▽
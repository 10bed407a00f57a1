/*
 * SPDX-License-Identifier: Apache-2.0
 * Copyright 2023-2025 ByteDance and/or its affiliates.
 */

use std::time::Duration;

use anyhow::{Context, anyhow};
use async_trait::async_trait;
use reqwest::header::CONTENT_LENGTH;
use reqwest::{Client, Url};
use tokio::io::{AsyncWrite, AsyncWriteExt};

use super::SnapshotSource;

/// Snapshot published at a http(s) url.
pub struct HttpSnapshotSource {
    url: Url,
    client: Client,
}

impl HttpSnapshotSource {
    pub fn new(
        url: &str,
        connect_timeout: Duration,
        read_timeout: Duration,
    ) -> anyhow::Result<Self> {
        let url = Url::parse(url).map_err(|e| anyhow!("invalid url {url}: {e}"))?;
        let client = Client::builder()
            .connect_timeout(connect_timeout)
            .read_timeout(read_timeout)
            .build()
            .context("failed to build http client")?;
        Ok(HttpSnapshotSource { url, client })
    }

    pub fn url(&self) -> &Url {
        &self.url
    }
}

#[async_trait]
impl SnapshotSource for HttpSnapshotSource {
    async fn content_length(&self) -> anyhow::Result<Option<u64>> {
        let rsp = self
            .client
            .head(self.url.clone())
            .send()
            .await
            .map_err(|e| anyhow!("HEAD {} failed: {e}", self.url))?;
        // the body of a HEAD response is always empty, so read the header directly
        let len = rsp
            .headers()
            .get(CONTENT_LENGTH)
            .and_then(|v| v.to_str().ok())
            .and_then(|v| v.trim().parse::<u64>().ok());
        Ok(len)
    }

    async fn fetch(&self, writer: &mut (dyn AsyncWrite + Send + Unpin)) -> anyhow::Result<u64> {
        let mut rsp = self
            .client
            .get(self.url.clone())
            .send()
            .await
            .map_err(|e| anyhow!("GET {} failed: {e}", self.url))?;
        let status = rsp.status();
        if !status.is_success() {
            return Err(anyhow!("GET {} got status {status}", self.url));
        }

        let mut total = 0u64;
        while let Some(chunk) = rsp
            .chunk()
            .await
            .map_err(|e| anyhow!("failed to read body from {}: {e}", self.url))?
        {
            writer
                .write_all(&chunk)
                .await
                .context("failed to write to local file")?;
            total += chunk.len() as u64;
        }
        Ok(total)
    }
}
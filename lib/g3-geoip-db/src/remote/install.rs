/*
 * SPDX-License-Identifier: Apache-2.0
 * Copyright 2023-2025 ByteDance and/or its affiliates.
 */

use std::ffi::OsString;
use std::path::{Path, PathBuf};

use log::{debug, warn};

use crate::GeoIpDbError;

pub(crate) fn backup_path(file: &Path) -> PathBuf {
    let mut s = OsString::from(file.as_os_str());
    s.push(".bak");
    PathBuf::from(s)
}

pub(crate) async fn make_dir(file: &Path) -> std::io::Result<PathBuf> {
    let dir = match file.parent() {
        Some(p) if !p.as_os_str().is_empty() => p.to_path_buf(),
        _ => PathBuf::from("."),
    };
    match tokio::fs::metadata(&dir).await {
        Ok(m) if m.is_dir() => {}
        _ => tokio::fs::create_dir_all(&dir).await?,
    }
    Ok(dir)
}

/// Move the downloaded `tmp_file` to `file`.
///
/// The existing file is moved to `<file>.bak` first, and moved back if the
/// final rename fails. The temp file is always gone when an error is returned.
pub async fn install(tmp_file: &Path, file: &Path) -> Result<(), GeoIpDbError> {
    let bak_file = backup_path(file);
    let backed_up = match tokio::fs::rename(file, &bak_file).await {
        Ok(_) => true,
        Err(e) => {
            debug!("no backup made for {}: {e}", file.display());
            false
        }
    };

    let r = match make_dir(file).await {
        Ok(_) => tokio::fs::rename(tmp_file, file).await,
        Err(e) => Err(e),
    };
    match r {
        Ok(_) => Ok(()),
        Err(e) => {
            let _ = tokio::fs::remove_file(tmp_file).await;
            if backed_up {
                if let Err(e) = tokio::fs::rename(&bak_file, file).await {
                    warn!(
                        "failed to restore {} from {}: {e}",
                        file.display(),
                        bak_file.display()
                    );
                }
            }
            Err(GeoIpDbError::Install {
                from: tmp_file.to_path_buf(),
                to: file.to_path_buf(),
                source: e,
            })
        }
    }
}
△
Repeat the lines above exactly.

## Output below
repository 10bed407a00f57a1
/*
 * SPDX-License-Identifier: Apache-2.0
 * Copyright 2023-2025 ByteDance and/or its affiliates.
 */

use std::time::Duration;

use anyhow::{Context, anyhow};
use async_trait::async_trait;
use reqwest::header::CONTENT_LENGTH;
use reqwest::{Client, Url};
use tokio::io::{AsyncWrite, AsyncWriteExt};

use super::SnapshotSource;

/// Snapshot published at a http(s) url.
pub struct HttpSnapshotSource {
    url: Url,
    client: Client,
}

impl HttpSnapshotSource {
    pub fn new(
        url: &str,
        connect_timeout: Duration,
        read_timeout: Duration,
    ) -> anyhow::Result<Self> {
        let url = Url::parse(url).map_err(|e| anyhow!("invalid url {url}: {e}"))?;
        let client = Client::builder()
            .connect_timeout(connect_timeout)
            .read_timeout(read_timeout)
            .build()
            .context("failed to build http client")?;
        Ok(HttpSnapshotSource { url, client })
    }

    pub fn url(&self) -> &Url {
        &self.url
    }
}

#[async_trait]
impl SnapshotSource for HttpSnapshotSource {
    async fn content_length(&self) -> anyhow::Result<Option<u64>> {
        let rsp = self
            .client
            .head(self.url.clone())
            .send()
            .await
            .map_err(|e| anyhow!("HEAD {} failed: {e}", self.url))?;
        // the body of a HEAD response is always empty, so read the header directly
        let len = rsp
            .headers()
            .get(CONTENT_LENGTH)
            .and_then(|v| v.to_str().ok())
            .and_then(|v| v.trim().parse::<u64>().ok());
        Ok(len)
    }

    async fn fetch(&self, writer: &mut (dyn AsyncWrite + Send + Unpin)) -> anyhow::Result<u64> {
        let mut rsp = self
            .client
            .get(self.url.clone())
            .send()
            .await
            .map_err(|e| anyhow!("GET {} failed: {e}", self.url))?;
        let status = rsp.status();
        if !status.is_success() {
            return Err(anyhow!("GET {} got status {status}", self.url));
        }

        let mut total = 0u64;
        while let Some(chunk) = rsp
            .chunk()
            .await
            .map_err(|e| anyhow!("failed to read body from {}: {e}", self.url))?
        {
            writer
                .write_all(&chunk)
                .await
                .context("failed to write to local file")?;
            total += chunk.len() as u64;
        }
        Ok(total)
    }
}
filename lib/g3-geoip-db/src/remote/install.rs
/*
 * SPDX-License-Identifier: Apache-2.0
 * Copyright 2023-2025 ByteDance and/or its affiliates.
 */

use std::ffi::OsString;
use std::path::{Path, PathBuf};

use log::{debug, warn};

use crate::GeoIpDbError;

pub(crate) fn backup_path(file: &Path) -> PathBuf {
    let mut s = OsString::from(file.as_os_str());
    s.push(".bak");
    PathBuf::from(s)
}

pub(crate) async fn make_dir(file: &Path) -> std::io::Result<PathBuf> {
    let dir = match file.parent() {
        Some(p) if !p.as_os_str().is_empty() => p.to_path_buf(),
        _ => PathBuf::from("."),
    };
    match tokio::fs::metadata(&dir).await {
        Ok(m) if m.is_dir() => {}
        _ => tokio::fs::create_dir_all(&dir).await?,
    }
    Ok(dir)
}

/// Move the downloaded `tmp_file` to `file`.
///
/// The existing file is moved to `<file>.bak` first, and moved back if the
/// final rename fails. The temp file is always gone when an error is returned.
pub async fn install(tmp_file: &Path, file: &Path) -> Result<(), GeoIpDbError> {
    let bak_file = backup_path(file);
    let backed_up = match tokio::fs::rename(file, &bak_file).await {
        Ok(_) => true,
        Err(e) => {
            debug!("no backup made for {}: {e}", file.display());
            false
        }
    };

    let r = match make_dir(file).await {
        Ok(_) => tokio::fs::rename(tmp_file, file).await,
        Err(e) => Err(e),
    };
    match r {
        Ok(_) => Ok(()),
        Err(e) => {
            let _ = tokio::fs::remove_file(tmp_file).await;
            if backed_up {
                if let Err(e) = tokio::fs::rename(&bak_file, file).await {
                    warn!(
                        "failed to restore {} from {}: {e}",
                        file.display(),
                        bak_file.display()
                    );
                }
            }
            Err(GeoIpDbError::Install {
                from: tmp_file.to_path_buf(),
                to: file.to_path_buf(),
                source: e,
            })
        }
    }
}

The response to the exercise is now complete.